# Walking back into Mexico for a visit



## jquest (Aug 10, 2013)

Hi All,

I've got a Residente Permanenete and normally live in Puerto Vallarta. I left PV a couple of weeks ago and am visiting relatives in Nogales, AZ at this point. When I left PV by airplane I did the normal INM visit and collected the return part for when I fly back to PV in a month or so.

My question is this - What's the procedure for walking back into Mexico by foot at this point? The relatives are sure to want to go 'across the line' while I'm here, and I don't want to screw up anything by going with them. I've got my RP card, INM return part and passport with me, so I've got all the pieces but am unsure of what to do when entering Mexico for a one hour visit.
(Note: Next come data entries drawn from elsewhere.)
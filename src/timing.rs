use std::future::Future;
use std::pin::Pin;
use std::sync::Arc;
use std::task::{Context, Poll, Waker};
use std::time::{Duration, Instant};

use crate::cancel::{CancellationRegistration, CancellationToken};
use crate::error::TaskResult;
use crate::runtime::Runtime;
use crate::sched::{context, Scheduler};

fn current_scheduler() -> Arc<Scheduler> {
    context::current().unwrap_or_else(|| Runtime::global().scheduler().clone())
}

/// Suspend the current task for at least `duration`.
///
/// A zero duration completes immediately without suspending. Otherwise a
/// timer entry carrying the task's wake-up is registered at `now + duration`
/// and the task parks until the timer fires.
///
/// # Examples
/// ```
/// use std::time::{Duration, Instant};
/// use carousel::{sleep_for, spawn, sync_wait};
///
/// let start = Instant::now();
/// let task = spawn(async {
///     sleep_for(Duration::from_millis(20)).await;
/// });
/// sync_wait(task).unwrap();
/// assert!(start.elapsed() >= Duration::from_millis(20));
/// ```
pub fn sleep_for(duration: Duration) -> Sleep {
    Sleep { deadline: Instant::now() + duration, armed: None }
}

/// Suspend the current task until `deadline`. Deadlines in the past complete
/// immediately.
pub fn sleep_until(deadline: Instant) -> Sleep {
    Sleep { deadline, armed: None }
}

/// Future returned by [`sleep_for`](fn.sleep_for.html) and
/// [`sleep_until`](fn.sleep_until.html).
pub struct Sleep {
    deadline: Instant,
    /// Waker stored in the currently armed timer entry, if any.
    armed: Option<Waker>,
}

impl Sleep {
    /// Attach a cancellation token. The resulting sleep checks the token on
    /// entry and on every wake and surfaces `Cancelled` without waiting out
    /// the remaining time.
    pub fn with_token(self, token: CancellationToken) -> CancellableSleep {
        CancellableSleep { deadline: self.deadline, armed: self.armed, token, registration: None }
    }

    fn poll_elapsed(deadline: Instant, armed: &mut Option<Waker>, cx: &mut Context<'_>) -> Poll<()> {
        if Instant::now() >= deadline {
            return Poll::Ready(());
        }
        if let Some(waker) = armed {
            if waker.will_wake(cx.waker()) {
                //entry for this exact waker is still pending in the heap
                return Poll::Pending;
            }
        }
        current_scheduler().add_timer(deadline, cx.waker().clone());
        *armed = Some(cx.waker().clone());
        Poll::Pending
    }
}

impl Future for Sleep {
    type Output = ();

    fn poll(self: Pin<&mut Self>, cx: &mut Context<'_>) -> Poll<Self::Output> {
        let this = self.get_mut();
        Sleep::poll_elapsed(this.deadline, &mut this.armed, cx)
    }
}

/// Token-aware sleep created by [`Sleep::with_token`](struct.Sleep.html#method.with_token).
pub struct CancellableSleep {
    deadline: Instant,
    armed: Option<Waker>,
    token: CancellationToken,
    registration: Option<CancellationRegistration>,
}

impl Future for CancellableSleep {
    type Output = TaskResult<()>;

    fn poll(self: Pin<&mut Self>, cx: &mut Context<'_>) -> Poll<Self::Output> {
        let this = self.get_mut();
        if let Err(err) = this.token.check() {
            return Poll::Ready(Err(err));
        }
        if this.registration.is_none() && this.token.is_valid() {
            //wake this task as soon as the token flips instead of waiting
            //for the deadline
            let waker = cx.waker().clone();
            match this.token.register_callback(move || waker.wake()) {
                Ok(registration) => this.registration = Some(registration),
                //registry full: cancellation is still observed on wake
                Err(err) => log::warn!("cancellable sleep falls back to deadline checks: {}", err),
            }
            //the callback may have fired between check and registration
            if let Err(err) = this.token.check() {
                return Poll::Ready(Err(err));
            }
        }
        Sleep::poll_elapsed(this.deadline, &mut this.armed, cx).map(Ok)
    }
}
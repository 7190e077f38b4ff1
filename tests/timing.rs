mod common;

use std::sync::Arc;
use std::time::{Duration, Instant};

use carousel::*;
use parking_lot::Mutex;
use rand::prelude::StdRng;
use rand::{Rng, SeedableRng};

#[test]
fn test_sleep_ordering() {
    let labels: Arc<Mutex<Vec<&'static str>>> = Arc::new(Mutex::new(Vec::new()));
    let start = Instant::now();

    let slow_labels = labels.clone();
    let slow = spawn(async move {
        sleep_for(Duration::from_millis(50)).await;
        slow_labels.lock().push("A");
    });
    let fast_labels = labels.clone();
    let fast = spawn(async move {
        sleep_for(Duration::from_millis(10)).await;
        fast_labels.lock().push("B");
    });

    sync_wait(slow).unwrap();
    sync_wait(fast).unwrap();

    assert_eq!(*labels.lock(), vec!["B", "A"]);
    assert!(start.elapsed() < Duration::from_millis(500));
}

#[test]
fn test_zero_sleep_completes_without_suspending() {
    let start = Instant::now();
    let task = spawn(async {
        sleep_for(Duration::from_millis(0)).await;
        1
    });
    assert_eq!(sync_wait(task).unwrap(), 1);
    assert!(start.elapsed() < Duration::from_millis(100));
}

#[test]
fn test_sleep_until_past_deadline() {
    let task = spawn(async {
        sleep_until(Instant::now() - Duration::from_millis(5)).await;
        "late"
    });
    assert_eq!(sync_wait(task).unwrap(), "late");
}

#[test]
fn test_earlier_deadlines_fire_first() {
    let order: Arc<Mutex<Vec<u64>>> = Arc::new(Mutex::new(Vec::new()));
    let mut tasks = Vec::new();
    for delay in [60u64, 10, 35].iter().copied() {
        let order = order.clone();
        tasks.push(spawn(async move {
            sleep_for(Duration::from_millis(delay)).await;
            order.lock().push(delay);
        }));
    }
    for task in tasks {
        sync_wait(task).unwrap();
    }
    assert_eq!(*order.lock(), vec![10, 35, 60]);
}

#[test]
fn test_many_sleepers_all_complete() {
    let mut rng = StdRng::seed_from_u64(987);
    let tasks = (0..50).map(|index| {
        let delay = rng.gen_range(1..50);
        spawn(async move {
            sleep_for(Duration::from_millis(delay)).await;
            index
        })
    }).collect::<Vec<_>>();

    let collected = spawn(async move { when_all(tasks).await });
    let values = sync_wait_for(collected, Duration::from_secs(5)).unwrap().unwrap();
    assert_eq!(values, (0..50).collect::<Vec<_>>());
}

#[test]
fn test_sleep_duration_is_respected() {
    let start = Instant::now();
    let task = spawn(async {
        sleep_for(Duration::from_millis(40)).await;
    });
    sync_wait(task).unwrap();
    assert!(start.elapsed() >= Duration::from_millis(40));
}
Anyone know what the procedure is?

TIA, Jonny


----------



## sparks (Jun 17, 2007)

As far as I know you don't need an FMM for stays of less than 72 hours


----------



## joaquinx (Jul 3, 2010)

What ever you do not get an FMM as that might jeopardize you RP status. Just cross over like everyone else. Assuming that you're going to fly back to PV, turn in your stub when you land in PV.


----------



## AlanMexicali (Jun 1, 2011)

I do this from time to time in California. I cross by foot during my stay in San Diego. If it is at the San Ysidro pedestrian crossing I show my RT card in the INM [Mexican Immigration] line and no passport or passport card or my FMM half. The officer does not mention my turning in my other FMM part for RT visa holders and they always say thank you wth no questions. Then if you have luggage it goes on the conveyor where Customs X-Rays it. 

If it is at the Mexicali or the Otay Mesa pedestrian crossing I push the Mexican Customs Red light/Green light button and do not go into the INM office a few meters away. I ususaly use the Otay Mesa crossing to get dropped off at to go to the TJ airport. The taxi ride in TJ is almost 40% cheaper from there. My friend in December crossed in Arizon and they have the same setup as Mexicali and Otay Mesa.

San Ysidro is the only crossing where pedestrians are all screened when entering by foot as of now and this will change in the future, I think, where everyone crossing by foot will be screened by Mexican Immigration and Customs.


----------



## kliebetanz (Jun 2, 2010)

*question*



jquest said:


> Hi All,
> 
> I've got a Residente Permanenete and normally live in Puerto Vallarta. I left PV a couple of weeks ago and am visiting relatives in Nogales, AZ at this point. When I left PV by airplane I did the normal INM visit and collected the return part for when I fly back to PV in a month or so.
> 
> ...



I am sorry to barge in like this, but I have a question re: having to visit INM before leaving Mexico temporarily. I am a newly minted RP in Puerto Vallarta and am confused by the above. Please clarify. What is the "return card?"


----------



## Isla Verde (Oct 19, 2011)

kliebetanz said:


> I am sorry to barge in like this, but I have a question re: having to visit INM before leaving Mexico temporarily. I am a newly minted RP in Puerto Vallarta and am confused by the above. Please clarify. What is the "return card?"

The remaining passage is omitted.